Que penser de cette élimination en bonne et due forme, fomentée par un président Turc à la tête du pays depuis 2014, après avoir été premier ministre de 2003 à 2014? D’abord qu’elle prouve la volonté de Recep Tayyip Erdogan de se maintenir aux commandes de la Turquie. En mai 2023, ce dernier a très mal vécu l’affront d’un second tour face au candidat unique de l’opposition, Kemal Kılıçdaroğlu, désigné parce qu’Ekrem Imamoglu ne pouvait pas se présenter.
L’alter ego de Poutine
Erdogan dirige son pays depuis presque aussi longtemps que son voisin russe Vladimir Poutine, maître du Kremlin depuis août 1999. Le premier est âgé de 71 ans, et le second de 72 ans. Difficile de ne pas faire la comparaison entre ces deux autocrates sans lesquels, à des titres différents, la résolution de la crise en Ukraine est aujourd’hui impossible.
La seconde évidence est que Recep Tayyip Erdogan a, une fois de plus, choisi d’agir pour sa survie politique dans un moment très favorable.
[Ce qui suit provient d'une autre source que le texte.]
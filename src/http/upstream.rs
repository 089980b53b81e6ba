//! Forwarding to the upstream application.
//!
//! # Responsibilities
//! - Rewrite the request URI onto the configured base URL
//! - Strip hop-by-hop headers and append `X-Forwarded-For`
//! - Enforce the upstream deadline
//!
//! # Design Decisions
//! - Connection errors become 502, deadlines 504; both are handler failures
//! - Response bodies are streamed back without buffering

use axum::{
    body::Body,
    extract::{ConnectInfo, State},
    http::{
        header,
        uri::{InvalidUri, PathAndQuery},
        HeaderMap, HeaderName, HeaderValue, Request, StatusCode, Uri,
    },
    response::{IntoResponse, Response},
    Json,
};
use hyper_util::{
    client::legacy::{connect::HttpConnector, Client},
    rt::TokioExecutor,
};
use std::net::SocketAddr;
use std::time::Duration;

use crate::config::UpstreamConfig;
use crate::error::{ErrorBody, HandlerFailure};
use crate::http::server::AppState;

const HOP_BY_HOP: [&str; 8] = [
    "connection",
    "keep-alive",
    "proxy-authenticate",
    "proxy-authorization",
    "proxy-connection",
    "te",
    "trailer",
    "upgrade",
];
const X_FORWARDED_FOR: HeaderName = HeaderName::from_static("x-forwarded-for");

/// Client for the upstream application.
#[derive(Clone, Debug)]
pub struct Upstream {
    base: Uri,
    client: Client<HttpConnector, Body>,
    timeout: Duration,
}

impl Upstream {
    /// Build a client for the configured URL, if there is one.
    pub fn from_config(config: &UpstreamConfig) -> Result<Option<Self>, InvalidUri> {
        let Some(url) = &config.url else {
            return Ok(None);
        };

        Ok(Some(Self {
            base: url.parse()?,
            client: Client::builder(TokioExecutor::new()).build(HttpConnector::new()),
            timeout: config.timeout(),
        }))
    }

    pub fn base(&self) -> &Uri {
        &self.base
    }

    /// Join the base URL with the path and query of `original`.
    pub fn target_uri(&self, original: &Uri) -> Result<Uri, axum::http::Error> {
        let prefix = self.base.path().trim_end_matches('/');
        let suffix = original
            .path_and_query()
            .map_or("/", PathAndQuery::as_str);
        let path_and_query = format!("{prefix}{suffix}");

        let mut builder = Uri::builder().path_and_query(path_and_query);
        if let Some(scheme) = self.base.scheme() {
            builder = builder.scheme(scheme.clone());
        }
        if let Some(authority) = self.base.authority() {
            builder = builder.authority(authority.clone());
        }
        builder.build()
    }

    /// Send `req` upstream and return its response.
    pub async fn forward(&self, req: Request<Body>) -> Result<Response, HandlerFailure> {
        let peer = req
            .extensions()
            .get::<ConnectInfo<SocketAddr>>()
            .map(|ConnectInfo(addr)| addr.ip());
        let (mut parts, body) = req.into_parts();

        parts.uri = self.target_uri(&parts.uri)?;
        strip_hop_by_hop(&mut parts.headers);
        parts.headers.remove(header::HOST);
        if let Some(ip) = peer {
            append_forwarded_for(&mut parts.headers, &ip.to_string());
        }

        let outbound = Request::from_parts(parts, body);
        match tokio::time::timeout(self.timeout, self.client.request(outbound)).await {
            Ok(Ok(response)) => {
                let mut response = response.map(Body::new);
                strip_hop_by_hop(response.headers_mut());
                Ok(response)
            }
            Ok(Err(err)) => Err(HandlerFailure::Upstream(err)),
            Err(_) => Err(HandlerFailure::Timeout(self.timeout)),
        }
    }
}

fn strip_hop_by_hop(headers: &mut HeaderMap) {
    for name in HOP_BY_HOP {
        headers.remove(name);
    }
}

fn append_forwarded_for(headers: &mut HeaderMap, ip: &str) {
    let value = match headers.get(&X_FORWARDED_FOR).and_then(|v| v.to_str().ok()) {
        Some(existing) => format!("{existing}, {ip}"),
        None => ip.to_string(),
    };
    if let Ok(value) = HeaderValue::from_str(&value) {
        headers.insert(X_FORWARDED_FOR, value);
    }
}

/// Fallback handler: forwards everything the built-in routes don't serve.
pub async fn forward_handler(State(state): State<AppState>, req: Request<Body>) -> Response {
    let Some(upstream) = &state.upstream else {
        let body = ErrorBody {
            error: "Not Found",
            message: format!("No route for {}", req.uri().path()),
            retry_after: None,
        };
        return (StatusCode::NOT_FOUND, Json(body)).into_response();
    };

    match upstream.forward(req).await {
        Ok(response) => response,
        Err(failure) => failure.into_response(),
    }
}
//! Response metadata written by the pipeline.

use axum::http::{HeaderMap, HeaderName, HeaderValue};
use std::time::{SystemTime, UNIX_EPOCH};

use crate::resilience::CircuitState;
use crate::security::RateLimitDecision;

pub const X_RATELIMIT_LIMIT: HeaderName = HeaderName::from_static("x-ratelimit-limit");
pub const X_RATELIMIT_REMAINING: HeaderName = HeaderName::from_static("x-ratelimit-remaining");
pub const X_RATELIMIT_RESET: HeaderName = HeaderName::from_static("x-ratelimit-reset");
pub const X_CIRCUIT_BREAKER_STATE: HeaderName =
    HeaderName::from_static("x-circuit-breaker-state");
pub const X_PROCESS_TIME: HeaderName = HeaderName::from_static("x-process-time");

/// Write limit, remaining and reset (Unix seconds) for `decision`.
pub fn insert_rate_limit_headers(headers: &mut HeaderMap, decision: &RateLimitDecision) {
    let now = SystemTime::now()
        .duration_since(UNIX_EPOCH)
        .map(|d| d.as_secs())
        .unwrap_or_default();

    headers.insert(X_RATELIMIT_LIMIT, HeaderValue::from(decision.limit));
    headers.insert(X_RATELIMIT_REMAINING, HeaderValue::from(decision.remaining));
    headers.insert(
        X_RATELIMIT_RESET,
        HeaderValue::from(now + decision.window.as_secs()),
    );
}

pub fn insert_circuit_state(headers: &mut HeaderMap, state: CircuitState) {
    headers.insert(
        X_CIRCUIT_BREAKER_STATE,
        HeaderValue::from_static(state.as_str()),
    );
}
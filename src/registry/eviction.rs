//! Eviction scheduling for keyed stores.
//!
//! A scan is O(size), so it is amortized: it only runs once the store is
//! more than half full, and never more than once per `min_interval`. A store
//! above its ceiling scans regardless of the interval and is trimmed back to
//! its low-water mark, oldest access first.

use std::sync::atomic::{AtomicU64, Ordering};
use std::time::Duration;

use crate::clock::saturating_nanos;

/// When and what to evict.
#[derive(Debug, Clone, Copy, PartialEq, Eq)]
pub struct EvictionPolicy {
    /// Configured ceiling for the store.
    pub max_entries: usize,
    /// Idle time after which an entry is stale.
    pub ttl: Duration,
    /// Minimum spacing between two scans.
    pub min_interval: Duration,
}

impl EvictionPolicy {
    /// A scan is only worth it once the store passes half its ceiling.
    pub fn wants_scan(&self, size: usize) -> bool {
        size > self.max_entries / 2
    }

    /// Above the ceiling: the interval no longer applies.
    pub fn over_capacity(&self, size: usize) -> bool {
        size > self.max_entries
    }

    /// Size a trim brings an over-full store back down to. The slack keeps
    /// a store at its ceiling from trimming on every insert.
    pub fn low_water(&self) -> usize {
        self.max_entries - self.max_entries / 10
    }
}

/// Remembers when the last scan started so concurrent callers never both scan.
#[derive(Debug, Default)]
pub(crate) struct EvictionSchedule {
    // Stamp of the last claimed scan plus one; zero means never.
    last_started: AtomicU64,
}

impl EvictionSchedule {
    /// Claim the right to scan at `now`. Returns false when another scan
    /// started less than `min_interval` ago (unless `urgent`) or a
    /// concurrent caller won.
    pub(crate) fn try_claim(&self, now: u64, min_interval: Duration, urgent: bool) -> bool {
        let last = self.last_started.load(Ordering::Acquire);
        if !urgent && last != 0 && now.saturating_sub(last - 1) < saturating_nanos(min_interval)
        {
            return false;
        }
        self.last_started
            .compare_exchange(last, now.saturating_add(1), Ordering::AcqRel, Ordering::Acquire)
            .is_ok()
    }
}
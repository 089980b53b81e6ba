//! Observability subsystem.
//!
//! # Data Flow
//! ```text
//! All subsystems produce:
//!     → logging.rs (structured log events)
//!     → metrics.rs (counters, gauges, histograms)
//!
//! Consumers:
//!     → Log aggregation (stdout, pretty or JSON)
//!     → Metrics endpoint (Prometheus scrape)
//! ```
//!
//! # Design Decisions
//! - Structured logging (JSON) for machine parsing
//! - Request ID is recorded on every access log line
//! - Metrics are cheap (atomic increments) and no-ops until a recorder
//!   is installed, so tests never need one

pub mod logging;
pub mod metrics;
//! Network layer subsystem.
//!
//! Plain TCP listeners are bound by the caller and handed to
//! [`GatewayServer::run`](crate::http::GatewayServer::run); TLS listeners
//! are served through `axum-server` with the configuration loaded here.

pub mod tls;
use axum::{extract::State, Json};
use serde::Serialize;

use crate::admin::AdminState;
use crate::resilience::{BreakerSnapshot, CircuitState};

#[derive(Serialize)]
pub struct SystemStatus {
    pub version: &'static str,
    pub status: &'static str,
    pub uptime_secs: u64,
    pub tracked_clients: usize,
    pub tracked_routes: usize,
    pub open_circuits: usize,
}

#[derive(Serialize)]
pub struct LimiterStatus {
    pub enabled: bool,
    pub requests_per_window: u32,
    pub window_secs: u64,
    pub trust_proxy: bool,
    pub tracked_clients: usize,
}

#[derive(Serialize)]
pub struct BreakerStatus {
    pub enabled: bool,
    pub open_timeout_secs: u64,
    pub breakers: Vec<BreakerSnapshot>,
}

#[derive(Serialize)]
pub struct EvictionReport {
    pub rate_limit: usize,
    pub circuit_breaker: usize,
}

pub async fn get_status(State(state): State<AdminState>) -> Json<SystemStatus> {
    let breakers = &state.policies.breakers;
    let open_circuits = breakers
        .snapshot()
        .iter()
        .filter(|b| b.state != CircuitState::Closed)
        .count();

    Json(SystemStatus {
        version: env!("CARGO_PKG_VERSION"),
        status: "operational",
        uptime_secs: state.started_at.elapsed().as_secs(),
        tracked_clients: state.policies.rate_limiter.tracked_clients(),
        tracked_routes: breakers.tracked_routes(),
        open_circuits,
    })
}

pub async fn get_limiter(State(state): State<AdminState>) -> Json<LimiterStatus> {
    let limiter = &state.policies.rate_limiter;
    Json(LimiterStatus {
        enabled: limiter.is_enabled(),
        requests_per_window: limiter.limit(),
        window_secs: limiter.window().as_secs(),
        trust_proxy: limiter.trusts_proxy(),
        tracked_clients: limiter.tracked_clients(),
    })
}

pub async fn get_breakers(State(state): State<AdminState>) -> Json<BreakerStatus> {
    let breakers = &state.policies.breakers;
    Json(BreakerStatus {
        enabled: breakers.is_enabled(),
        open_timeout_secs: breakers.open_timeout().as_secs(),
        breakers: breakers.snapshot(),
    })
}

/// Force an eviction pass on both registries.
pub async fn post_evict(State(state): State<AdminState>) -> Json<EvictionReport> {
    let report = EvictionReport {
        rate_limit: state.policies.rate_limiter.evict_stale(),
        circuit_breaker: state.policies.breakers.evict_stale(),
    };
    tracing::info!(
        rate_limit = report.rate_limit,
        circuit_breaker = report.circuit_breaker,
        "Forced eviction pass"
    );
    Json(report)
}
//! Configuration management subsystem.
//!
//! # Data Flow
//! ```text
//! config file (TOML)
//!     → loader.rs (parse, GATEWAY_* env overrides)
//!     → validation.rs (semantic checks)
//!     → GatewayConfig (validated)
//!
//! On file change:
//!     watcher.rs detects change
//!     → loader.rs loads new config
//!     → validation.rs validates
//!     → server applies policy settings and exempt paths
//! ```
//!
//! # Design Decisions
//! - All fields have defaults to allow minimal configs
//! - Validation separates syntactic (serde) from semantic checks
//! - Reload swaps settings only; keyed limiter and breaker state is kept

pub mod loader;
pub mod schema;
pub mod validation;
pub mod watcher;

pub use loader::{load_config, load_startup_config, ConfigError};
pub use schema::{
    AdminConfig, AuthConfig, CircuitBreakerConfig, GatewayConfig, ListenerConfig,
    ObservabilityConfig, RateLimitConfig, SecurityConfig, TimeoutConfig, TlsConfig,
    UpstreamConfig,
};
pub use validation::{validate_config, ValidationError};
La révolution survenue en Syrie où ses alliés du Hayat Tahir Al-Cham (HTC) ont pris le pouvoir en décembre 2024 place le président turc en position de force vis-à-vis des pays arabes, mais aussi d’Israël, du monde musulman et surtout des Occidentaux. Impossible ou presque de faire sans lui, alors que trois millions de réfugiés syriens sont encore dans des camps en Turquie.
L’homme fort en Syrie
Le 4 février dernier, la visite à Ankara du nouveau président syrien Ahmed al Sharaa (après une première visite de celui-ci en Arabie saoudite) a donné le ton. Un accord de défense entre les deux pays est à l’étude et Erdogan compte profiter de sa mainmise sur le pouvoir à Damas pour régler leur compte aux Kurdes syriens, épine plantée dans le flanc sud-est de la Turquie.
S’y ajoute, et c’est décisif, l’arrivée de Donald Trump au pouvoir à Washington, et la question ukrainienne. Pour Trump, les grands pays ont un droit naturel à une zone d’influence, et la Turquie en fait partie. Les Européens qui se retrouvent jeudi 27 mars à Paris avec le président ukrainien Zelensky savent par ailleurs qu’aucun plan de paix digne de ce nom ne peut aboutir sans la coopération turque, y compris sur le plan militaire.
Convention de Montreux
La Turquie est la gardienne des détroits de la mer Noire en vertu de la convention de Montreux de 1936. Elle est l’un des premiers débouchés commerciaux de la Russie sous sanctions. Sa force militaire est la plus nombreuse, au sein de l’OTAN, l’Alliance atlantique. En clair: Erdogan est aussi en position de force sur l’Ukraine, à l’heure où les négociations reprennent en Arabie saoudite entre Américains et Russes.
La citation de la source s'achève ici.